Would it have remained a play before empty benches, not existing for anybody, thus not existing?
Of course this question invites scorn from the rationalist’s point of view where the rationalists believe that reality has an intrinsically logical structure.
I would further like to add that reality is subjective depending on each unique individual mind’s sensations, perceptions and memories, yet being one in a mind-at-large, as Huxley writes. So it is experienced as believed and nervously constructed, yet all the while being one whole.

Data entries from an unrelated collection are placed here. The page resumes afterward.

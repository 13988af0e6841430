//! Handlers for creating, reading, updating, deleting and exporting expenses.

use axum::{
    Json,
    extract::State,
    http::{
        StatusCode,
        header::{CONTENT_DISPOSITION, CONTENT_TYPE, LOCATION},
    },
    response::{IntoResponse, Response},
};
use serde::Deserialize;
use time::OffsetDateTime;

use crate::{
    AppState, AuthenticatedUser, Error, ValidationError,
    csv_export::csv_filename,
    database_id::ExpenseId,
    expense::{Expense, ExpenseInput, PaymentMethod, parse_date},
    filter::FilterCriteria,
    lifecycle::{
        create_expense, delete_expense, distinct_categories, expense_summary, export_csv,
        get_expense, list_expenses, update_expense,
    },
    routes::{
        endpoints::{self, format_endpoint},
        extract::{ApiJson, ApiPath, ApiQuery},
    },
    summary::Summary,
};

/// The filter criteria as sent in a query string.
///
/// Blank dates and payment methods are treated as missing.
#[derive(Debug, Default, Deserialize)]
pub(crate) struct FilterQuery {
    category: Option<String>,
    payment_method: Option<String>,
    start_date: Option<String>,
    end_date: Option<String>,
    upi_vpa: Option<String>,
    transaction_id: Option<String>,
}

impl TryFrom<FilterQuery> for FilterCriteria {
    type Error = ValidationError;

    fn try_from(query: FilterQuery) -> Result<Self, Self::Error> {
        Ok(Self {
            category: query.category,
            payment_method: non_blank(query.payment_method)
                .map(|method| method.parse::<PaymentMethod>())
                .transpose()?,
            start_date: non_blank(query.start_date)
                .map(|date| parse_date(&date))
                .transpose()?,
            end_date: non_blank(query.end_date)
                .map(|date| parse_date(&date))
                .transpose()?,
            upi_vpa: query.upi_vpa,
            transaction_id: query.transaction_id,
        })
    }
}

fn non_blank(value: Option<String>) -> Option<String> {
    value.filter(|value| !value.trim().is_empty())
}

pub(crate) async fn list_expenses_endpoint(
    State(state): State<AppState>,
    AuthenticatedUser(user): AuthenticatedUser,
    ApiQuery(query): ApiQuery<FilterQuery>,
) -> Result<Json<Vec<Expense>>, Error> {
    let criteria = FilterCriteria::try_from(query)?;

    list_expenses(&criteria, &user, &state.expense_store()).map(Json)
}

pub(crate) async fn create_expense_endpoint(
    State(state): State<AppState>,
    AuthenticatedUser(user): AuthenticatedUser,
    ApiJson(input): ApiJson<ExpenseInput>,
) -> Result<Response, Error> {
    let expense = create_expense(input, &user, &mut state.expense_store())?;
    let location = format_endpoint(endpoints::EXPENSE, expense.id);

    Ok((StatusCode::CREATED, [(LOCATION, location)], Json(expense)).into_response())
}

pub(crate) async fn get_expense_endpoint(
    State(state): State<AppState>,
    AuthenticatedUser(user): AuthenticatedUser,
    ApiPath(expense_id): ApiPath<ExpenseId>,
) -> Result<Json<Expense>, Error> {
    get_expense(expense_id, &user, &state.expense_store()).map(Json)
}

pub(crate) async fn update_expense_endpoint(
    State(state): State<AppState>,
    AuthenticatedUser(user): AuthenticatedUser,
    ApiPath(expense_id): ApiPath<ExpenseId>,
    ApiJson(input): ApiJson<ExpenseInput>,
) -> Result<Json<Expense>, Error> {
    update_expense(expense_id, input, &user, &mut state.expense_store()).map(Json)
}

pub(crate) async fn delete_expense_endpoint(
    State(state): State<AppState>,
    AuthenticatedUser(user): AuthenticatedUser,
    ApiPath(expense_id): ApiPath<ExpenseId>,
) -> Result<StatusCode, Error> {
    delete_expense(expense_id, &user, &mut state.expense_store())?;

    Ok(StatusCode::NO_CONTENT)
}

pub(crate) async fn summary_endpoint(
    State(state): State<AppState>,
    AuthenticatedUser(user): AuthenticatedUser,
) -> Result<Json<Summary>, Error> {
    expense_summary(&user, &state.expense_store()).map(Json)
}

pub(crate) async fn categories_endpoint(
    State(state): State<AppState>,
    AuthenticatedUser(user): AuthenticatedUser,
) -> Result<Json<Vec<String>>, Error> {
    distinct_categories(&user, &state.expense_store()).map(Json)
}

/// Download the user's expenses as a CSV file.
///
/// Only the category, payment method and date criteria are applied.
pub(crate) async fn export_csv_endpoint(
    State(state): State<AppState>,
    AuthenticatedUser(user): AuthenticatedUser,
    ApiQuery(query): ApiQuery<FilterQuery>,
) -> Result<Response, Error> {
    let criteria = FilterCriteria::try_from(query)?;
    let csv = export_csv(&criteria, &user, &state.expense_store())?;
    let filename = csv_filename(OffsetDateTime::now_utc());

    Ok((
        [
            (CONTENT_TYPE, "text/csv; charset=utf-8".to_owned()),
            (
                CONTENT_DISPOSITION,
                format!("attachment; filename=\"{filename}\""),
            ),
        ],
        csv,
    )
        .into_response())
}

As Anil Seth says in his TED Talk “When we agree on the hallucination, we call it reality”
This One-many brain world view has been touched upon in Eastern and Indian thought.
However, Schrodinger further says that thinking of consciousness as anything other than a nervous process runs into unprovable speculation.
In a further elabouration, Schrodinger writes about how repeated nervous activity fades out of consciousness while if there is a change or different (nervous & hence environment) it “shoots up into the conscious region”.
He explains it thus:
In essence he is saying that, stronger repeated routine events fade out of consciousness and differential events are conscious.
But of course reality is not constructed by every nervous process, the subconscious and uncontrolled processes like breathing, digesting etc do not interfere with the conscious ever changing experience.
However, the new nervous processes that cause change in our reality are very much in consciousness.
Differentials are what makes the subjective reality an even more delightful experience.
The “changing turns of bliss” as I had written in a poem of mine.
So the ‘well memorized’ repetition of a string of events are the agreed reality or rather the agreed memory or hallucination.
He writes: “Therefore consciousness is associated with those of its functions that adapt themselves by what we call experience to a changing environment.”
He ends by saying : “Consciousness is associated with the learning of the living substance; its knowing how is unconscious”
It’s a collective nervous construct and that’s the simplistic beauty of it. Where it came from and how it came to be(the big bang, evolution and so on) are for another day and are questions that keep physicists & prominent thinkers awake at night. But for now let us immerse ourselves in this cellular delight and rejoice, rejoice we have no choice.
In all, its a brilliant essay by the great mind that is Erwin Schrodinger and definitely something to ponder on. His eloquently put explanation of our reality and this human experience remains one of the classics of the 20th century.